Analysator und Detektor

Der Analysator des Massenspektrometers dient der Auftrennung von Ionen nach ihrem Masse-zu-Ladungs-Verhältnis. Es stehen Analysatoren unterschiedlicher Funktionsweisen zur Verfügung (zur Übersicht [451, 453]).

Im Rahmen der hier vorliegenden Arbeit wurde ein Hybrid-Quadrupol-Orbitrap Massenspektrometer (Q Exactive, Thermo Scientific, D-Dreicheich) verwendet. Dieses Massenspektrometer nutzt den Quadrupol zur Selektion von Vorläuferionen und die Orbitrap als Analysator sowie Detektor der vom Quadrupol durchgelassenen Ionen.

Der Quadrupol wird aufgrund seines Funktionsprinzips auch als Massenfilter bezeichnet. Er besteht aus vier parallel und senkrecht zueinander liegenden Stabelektroden. Die Selektion der Ionen erfolgt aufgrund ihrer m/z-spezifischen Flugbahn in den aus Gleich- und Wechselspannung aufgebauten elektrischen Feldern. Die gegenüberliegenden Elektrodenpaare weisen die gleiche Polarität der Gleichspannung und die gleiche Phase der Wechselspannung auf. In den benachbarten Stabelektroden liegt hingegen eine entgegengesetzte Polarität vor. Durch Gleichspannung werden die Ionen zwischen den Elektroden gehalten. Eine angelegte Wechselspannung führt mit einer Radiofrequenz zu

MATERIAL UND METHODEN | 137

einer periodischen Anziehung und Abstoßung der Ionen. Durch die variable Stärke der angelegten Gleichspannung und durch die variable Frequenz sowie Amplitude der angelegten Wechselspannung verändert sich die Flugbahn der Ionen in Abhängigkeit ihres m/z. Je nach Stärke der anliegenden elektrischen Felder bewegen sich also Ionen bestimmter m/z in einer stabilen, oszillatorischen Flugbahn oder in einer instabilen Flugbahn.

Nur die Ionen mit stabiler Flugbahn können den Quadrupol passieren. Eine Veränderung überführt Ionen eines anderen m/z auf die stabile, oszillatorische Flugbahn, wodurch ein Scan des gesamten Massenbereiches möglich wird.

Bei der Orbitrap handelt es sich um eine Ionenfalle. Sie setzt sich aus einer zentralen spindelförmigen Elektrode und umgebenden Detektorelektroden zusammen. Aufgrund der dezentralen Injektion von Ionen bewegen sich diese auf Kreisbahnen um die zentrale Elektrode herum. Zwei ringförmig um die Zentralelektrode lokalisierte Detektorplatten begrenzen die Orbitrap und erfassen die Bewegungsfrequenz der Ionen. Sie ist abhängig von ihrem m/z. Durch die Fourier-Transformation kann das erhaltene zeitabhängige Summensignal in ein kontinuierliches Frequenzspektrum und schließlich in ein Massenspektrum zerlegt werden. Die Orbitrap ist in der Lage m/z bis auf 1 ppm genau zu bestimmen und stellt somit ein sehr verlässliches System zur Identifizierung der Analyte dar.

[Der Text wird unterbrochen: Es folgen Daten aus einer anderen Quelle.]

/// Tiny 3x5 bitmap font for point labels
use image::{Rgb, RgbImage};

const GLYPH_WIDTH: i64 = 3;
const GLYPH_HEIGHT: usize = 5;

/// Rows of a glyph, most significant of the low three bits is the left column
fn glyph(c: char) -> [u8; GLYPH_HEIGHT] {
    match c.to_ascii_uppercase() {
        '0' => [0b111, 0b101, 0b101, 0b101, 0b111],
        '1' => [0b010, 0b110, 0b010, 0b010, 0b111],
        '2' => [0b111, 0b001, 0b111, 0b100, 0b111],
        '3' => [0b111, 0b001, 0b111, 0b001, 0b111],
        '4' => [0b101, 0b101, 0b111, 0b001, 0b001],
        '5' => [0b111, 0b100, 0b111, 0b001, 0b111],
        '6' => [0b111, 0b100, 0b111, 0b101, 0b111],
        '7' => [0b111, 0b001, 0b010, 0b010, 0b010],
        '8' => [0b111, 0b101, 0b111, 0b101, 0b111],
        '9' => [0b111, 0b101, 0b111, 0b001, 0b111],
        'A' => [0b010, 0b101, 0b111, 0b101, 0b101],
        'B' => [0b110, 0b101, 0b110, 0b101, 0b110],
        'C' => [0b011, 0b100, 0b100, 0b100, 0b011],
        'D' => [0b110, 0b101, 0b101, 0b101, 0b110],
        'E' => [0b111, 0b100, 0b110, 0b100, 0b111],
        'F' => [0b111, 0b100, 0b110, 0b100, 0b100],
        'G' => [0b011, 0b100, 0b101, 0b101, 0b011],
        'H' => [0b101, 0b101, 0b111, 0b101, 0b101],
        'I' => [0b111, 0b010, 0b010, 0b010, 0b111],
        'J' => [0b001, 0b001, 0b001, 0b101, 0b010],
        'K' => [0b101, 0b101, 0b110, 0b101, 0b101],
        'L' => [0b100, 0b100, 0b100, 0b100, 0b111],
        'M' => [0b101, 0b111, 0b111, 0b101, 0b101],
        'N' => [0b110, 0b101, 0b101, 0b101, 0b101],
        'O' => [0b010, 0b101, 0b101, 0b101, 0b010],
        'P' => [0b110, 0b101, 0b110, 0b100, 0b100],
        'Q' => [0b010, 0b101, 0b101, 0b110, 0b011],
        'R' => [0b110, 0b101, 0b110, 0b101, 0b101],
        'S' => [0b011, 0b100, 0b010, 0b001, 0b110],
        'T' => [0b111, 0b010, 0b010, 0b010, 0b010],
        'U' => [0b101, 0b101, 0b101, 0b101, 0b111],
        'V' => [0b101, 0b101, 0b101, 0b101, 0b010],
        'W' => [0b101, 0b101, 0b111, 0b111, 0b101],
        'X' => [0b101, 0b101, 0b010, 0b101, 0b101],
        'Y' => [0b101, 0b101, 0b010, 0b010, 0b010],
        'Z' => [0b111, 0b001, 0b010, 0b100, 0b111],
        '-' => [0b000, 0b000, 0b111, 0b000, 0b000],
        '_' => [0b000, 0b000, 0b000, 0b000, 0b111],
        ',' => [0b000, 0b000, 0b000, 0b010, 0b100],
        '.' => [0b000, 0b000, 0b000, 0b000, 0b010],
        ':' => [0b000, 0b010, 0b000, 0b010, 0b000],
        '(' => [0b001, 0b010, 0b010, 0b010, 0b001],
        ')' => [0b100, 0b010, 0b010, 0b010, 0b100],
        '/' => [0b001, 0b001, 0b010, 0b100, 0b100],
        '#' => [0b101, 0b111, 0b101, 0b111, 0b101],
        ' ' => [0; GLYPH_HEIGHT],
        _ => [0b111, 0b001, 0b010, 0b000, 0b010],
    }
}

/// Horizontal space one character takes at the given scale
pub fn advance(scale: u32) -> i64 {
    (GLYPH_WIDTH + 1) * scale.max(1) as i64
}

/// Draw `text` with its top-left corner at (x, y); pixels off the canvas are dropped
pub fn draw_text(canvas: &mut RgbImage, x: i64, y: i64, text: &str, color: Rgb<u8>, scale: u32) {
    let scale = scale.max(1) as i64;
    let (width, height) = (canvas.width() as i64, canvas.height() as i64);
    let mut origin_x = x;

    for c in text.chars() {
        let rows = glyph(c);
        for (row, bits) in rows.iter().enumerate() {
            for col in 0..GLYPH_WIDTH {
                if (*bits >> (GLYPH_WIDTH - 1 - col)) & 1 == 0 {
                    continue;
                }
                let px = origin_x + col * scale;
                let py = y + row as i64 * scale;
                for dy in 0..scale {
                    for dx in 0..scale {
                        let (tx, ty) = (px + dx, py + dy);
                        if tx >= 0 && ty >= 0 && tx < width && ty < height {
                            canvas.put_pixel(tx as u32, ty as u32, color);
                        }
                    }
                }
            }
        }
        origin_x += advance(scale as u32);
    }
}

#[cfg(test)]
mod tests {
    use super::*;

    const INK: Rgb<u8> = Rgb([255, 0, 0]);

    fn inked(canvas: &RgbImage) -> usize {
        canvas.pixels().filter(|p| **p == INK).count()
    }

    #[test]
    fn test_draw_single_glyph() {
        let mut canvas = RgbImage::new(10, 10);
        draw_text(&mut canvas, 0, 0, "1", INK, 1);
        // '1' has 8 lit cells
        assert_eq!(inked(&canvas), 8);
        assert_eq!(canvas.get_pixel(1, 0), &INK);
        assert_eq!(canvas.get_pixel(0, 0), &Rgb([0, 0, 0]));
    }

    #[test]
    fn test_scale_and_clipping() {
        let mut canvas = RgbImage::new(4, 4);
        draw_text(&mut canvas, -2, -2, "8", INK, 2);
        assert!(inked(&canvas) > 0);
        draw_text(&mut canvas, 100, 100, "8", INK, 2);
        assert_eq!(advance(2), 8);
    }

    #[test]
    fn test_lowercase_uses_uppercase_glyphs() {
        assert_eq!(glyph('t'), glyph('T'));
        assert_ne!(glyph('~'), glyph(' '));
    }
}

Ppm ist die Abkürzung von „parts per million“, steht somit für den millionsten Teil (10^-6) und wird zur Angabe der Massengenauigkeit verwendent.

Im Tandem-Massenspektrometrie (MS/MS)-Modus des Massenspektrometers werden die im Quadrupol ausgewählten Vorläufer in einer Kollisionszelle fragmentiert. Bei der „higher-energy collisional dissociation“ (HCD) findet die kollisionsinduzierte Dissoziation außerhalb der Orbitrap in einer HCD-Kollisionszelle statt. In dieser erfolgt eine Fragmentierung der beschleunigten Molekülionen durch eine Kollision mit neutralen Gasteilchen. Die dabei entstandenen Fragmentionen gelangen anschließend wieder zurück und werden in der Orbitrap anhand ihres m/z aufgetrennt. Da eine derartige Tandem-Massenspektrometrie auch bei dieser Arbeit zur Quantifizierung der Lipidmediatoren angewendet wurde, wird von LC-MS/MS gesprochen.